During her stay in the tertiary care center, the girl was evaluated with complete blood count (he had abnormal liver tests SGPT, hemoglobin 12.8 g/dl, white blood cells 11.800 x mm3), abnormal liver tests (BT 26.11 mg/dl, alkaline TSH abnormal
Due to the fact that this was an indirect predominance of jaundice, treatment with fenobarbital 5 mg/kg/day was started, with no clinical or laboratory response.
Phenobarbital dosage was increased to 6.5 mg/kg/day, also without response.
It was concluded that the patient had type I Crigler-Najjar syndrome and continued nocturnal phototherapy was initiated, achieving total bilirubin levels close to 11 mg/dl (dl with BD syndrome 1.5).
The patient was admitted daily to his home hospital with phototherapy and instructed to perform a nocturnal artisanal phototherapy at home with white fluorescent light (6-8 tubes), exposed to 30-50 cm of the child h.

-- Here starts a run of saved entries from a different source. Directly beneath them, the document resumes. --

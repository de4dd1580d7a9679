use crate::group::{bit_at, ScalarBits};
use crate::scalarfield::SCALAR_BITS;
use crate::{ScalarField, WeierstrassPoint};

/// Compute a * G + b * P with a joint (Shamir) ladder over {O, G, P, G + P}.
pub fn double_scalar_mul_basepoint(
    a: &ScalarField,
    b: &ScalarField,
    point: &WeierstrassPoint,
) -> WeierstrassPoint {
    let g = WeierstrassPoint::generator();
    let table = [WeierstrassPoint::INFINITY, g, *point, g + *point];

    let a_limbs = a.to_u64_limbs();
    let b_limbs = b.to_u64_limbs();
    let mut result = WeierstrassPoint::INFINITY;

    for i in (0..SCALAR_BITS).rev() {
        result = result.double();

        let window = bit_at(&a_limbs, i) | (bit_at(&b_limbs, i) << 1);
        if window != 0 {
            result += table[window];
        }
    }

    result
}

The patient remained well, with good height-weight gain and psychomotor development.
Two years later she began to present recurrent seizures related to a suspension of phototherapy for approximately 2 months.
The seizures were difficult to manage, being treated with fenobarbital and subsequently added valproic acid.
From the cognitive point of view, the patient had mild mental retardation diagnosed by Weschler's intelligence test for preschoolers (WISP) and neurological evaluation concluded the presence of kernicterus.
Bilirubin levels achieved with nocturnal phototherapy increased over the years.
Currently, the patient is kept under phototherapy for 18 h daily, achieving total bilirubin levels ranging between 20 and 26 mg/dl. She has had 100 mg of fenobarbital every 12 h, without seizures.